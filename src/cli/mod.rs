pub mod commands;

use crate::config::Overrides;
use clap::{Args, Parser, Subcommand};
use std::path::PathBuf;

#[derive(Parser)]
#[command(name = "ncp")]
#[command(version = env!("CARGO_PKG_VERSION"))]
#[command(about = "Network connection probe: streams TCP/UDP connection tuples to one consumer", long_about = None)]
pub struct Cli {
    #[arg(short, long, global = true, help = "Enable verbose logging")]
    pub verbose: bool,

    #[command(subcommand)]
    pub command: Option<Commands>,
}

#[derive(Subcommand)]
pub enum Commands {
    #[command(about = "Capture packets and serve the attached consumer")]
    Run {
        #[command(flatten)]
        probe: ProbeArgs,
    },
    #[command(about = "Print the effective configuration and exit")]
    Config {
        #[command(flatten)]
        probe: ProbeArgs,
    },
}

#[derive(Args, Debug, Clone, Default)]
pub struct ProbeArgs {
    #[arg(short, long, value_name = "FILE", env = "NCP_CONFIG", help = "YAML configuration file")]
    pub config: Option<PathBuf>,

    #[arg(long, value_name = "ADDR", env = "NCP_FROM", help = "Only report packets from this IPv4 address")]
    pub from: Option<String>,

    #[arg(long, value_name = "ADDR", env = "NCP_TO", help = "Only report packets to this IPv4 address")]
    pub to: Option<String>,

    #[arg(short, long, value_name = "N", env = "NCP_BUF", help = "Events per message, 0 disables batching [default: 100]")]
    pub buf: Option<u32>,

    #[arg(short, long, value_name = "PATH", env = "NCP_SOCKET", help = "Socket consumers connect to [default: /run/ncp.sock]")]
    pub socket: Option<PathBuf>,

    #[arg(short, long, value_name = "NAME", help = "Capture on this interface only")]
    pub interface: Option<String>,

    #[arg(short, long, value_name = "N", help = "Capture threads [default: 1]")]
    pub workers: Option<usize>,

    #[arg(long, value_name = "FILE", help = "Rewrite this Prometheus textfile periodically")]
    pub metrics_file: Option<PathBuf>,
}

impl ProbeArgs {
    pub fn overrides(&self) -> Overrides {
        Overrides {
            from: self.from.clone(),
            to: self.to.clone(),
            buf: self.buf,
            socket: self.socket.clone(),
            interface: self.interface.clone(),
            workers: self.workers,
            metrics_file: self.metrics_file.clone(),
        }
    }
}

#[cfg(test)]
mod tests {
    use super::*;

    #[test]
    fn test_parse_run_flags() {
        let cli = Cli::try_parse_from([
            "ncp", "-v", "run", "--from", "10.0.0.1", "--buf", "0", "--socket", "/tmp/n.sock",
        ])
        .unwrap();
        assert!(cli.verbose);
        let Some(Commands::Run { probe }) = cli.command else {
            panic!("expected run");
        };
        let overrides = probe.overrides();
        assert_eq!(overrides.from.as_deref(), Some("10.0.0.1"));
        assert_eq!(overrides.buf, Some(0));
        assert_eq!(overrides.socket, Some(PathBuf::from("/tmp/n.sock")));
        assert_eq!(overrides.to, None);
    }

    #[test]
    fn test_rejects_negative_batch() {
        assert!(Cli::try_parse_from(["ncp", "run", "--buf", "-1"]).is_err());
    }
}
::::::::::
* **Problem description**:
Provide a verbatim copy of all the entries.

* **Exercise output**:
filename src/cli/mod.rs
pub mod commands;

use crate::config::Overrides;
use clap::{Args, Parser, Subcommand};
use std::path::PathBuf;

#[derive(Parser)]
#[command(name = "ncp")]
#[command(version = env!("CARGO_PKG_VERSION"))]
#[command(about = "Network connection probe: streams TCP/UDP connection tuples to one consumer", long_about = None)]
pub struct Cli {
    #[arg(short, long, global = true, help = "Enable verbose logging")]
    pub verbose: bool,

    #[command(subcommand)]
    pub command: Option<Commands>,
}

#[derive(Subcommand)]
pub enum Commands {
    #[command(about = "Capture packets and serve the attached consumer")]
    Run {
        #[command(flatten)]
        probe: ProbeArgs,
    },
    #[command(about = "Print the effective configuration and exit")]
    Config {
        #[command(flatten)]
        probe: ProbeArgs,
    },
}

#[derive(Args, Debug, Clone, Default)]
pub struct ProbeArgs {
    #[arg(short, long, value_name = "FILE", env = "NCP_CONFIG", help = "YAML configuration file")]
    pub config: Option<PathBuf>,

    #[arg(long, value_name = "ADDR", env = "NCP_FROM", help = "Only report packets from this IPv4 address")]
    pub from: Option<String>,

    #[arg(long, value_name = "ADDR", env = "NCP_TO", help = "Only report packets to this IPv4 address")]
    pub to: Option<String>,

    #[arg(short, long, value_name = "N", env = "NCP_BUF", help = "Events per message, 0 disables batching [default: 100]")]
    pub buf: Option<u32>,

    #[arg(short, long, value_name = "PATH", env = "NCP_SOCKET", help = "Socket consumers connect to [default: /run/ncp.sock]")]
    pub socket: Option<PathBuf>,

    #[arg(short, long, value_name = "NAME", help = "Capture on this interface only")]
    pub interface: Option<String>,

    #[arg(short, long, value_name = "N", help = "Capture threads [default: 1]")]
    pub workers: Option<usize>,

    #[arg(long, value_name = "FILE", help = "Rewrite this Prometheus textfile periodically")]
    pub metrics_file: Option<PathBuf>,
}

impl ProbeArgs {
    pub fn overrides(&self) -> Overrides {
        Overrides {
            from: self.from.clone(),
            to: self.to.clone(),
            buf: self.buf,
            socket: self.socket.clone(),
            interface: self.interface.clone(),
            workers: self.workers,
            metrics_file: self.metrics_file.clone(),
        }
    }
}

#[cfg(test)]
mod tests {
    use super::*;

    #[test]
    fn test_parse_run_flags() {
        let cli = Cli::try_parse_from([
            "ncp", "-v", "run", "--from", "10.0.0.1", "--buf", "0", "--socket", "/tmp/n.sock",
        ])
        .unwrap();
        assert!(cli.verbose);
        let Some(Commands::Run { probe }) = cli.command else {
            panic!("expected run");
        };
        let overrides = probe.overrides();
        assert_eq!(overrides.from.as_deref(), Some("10.0.0.1"));
        assert_eq!(overrides.buf, Some(0));
        assert_eq!(overrides.socket, Some(PathBuf::from("/tmp/n.sock")));
        assert_eq!(overrides.to, None);
    }

    #[test]
    fn test_rejects_negative_batch() {
        assert!(Cli::try_parse_from(["ncp", "run", "--buf", "-1"]).is_err());
    }
}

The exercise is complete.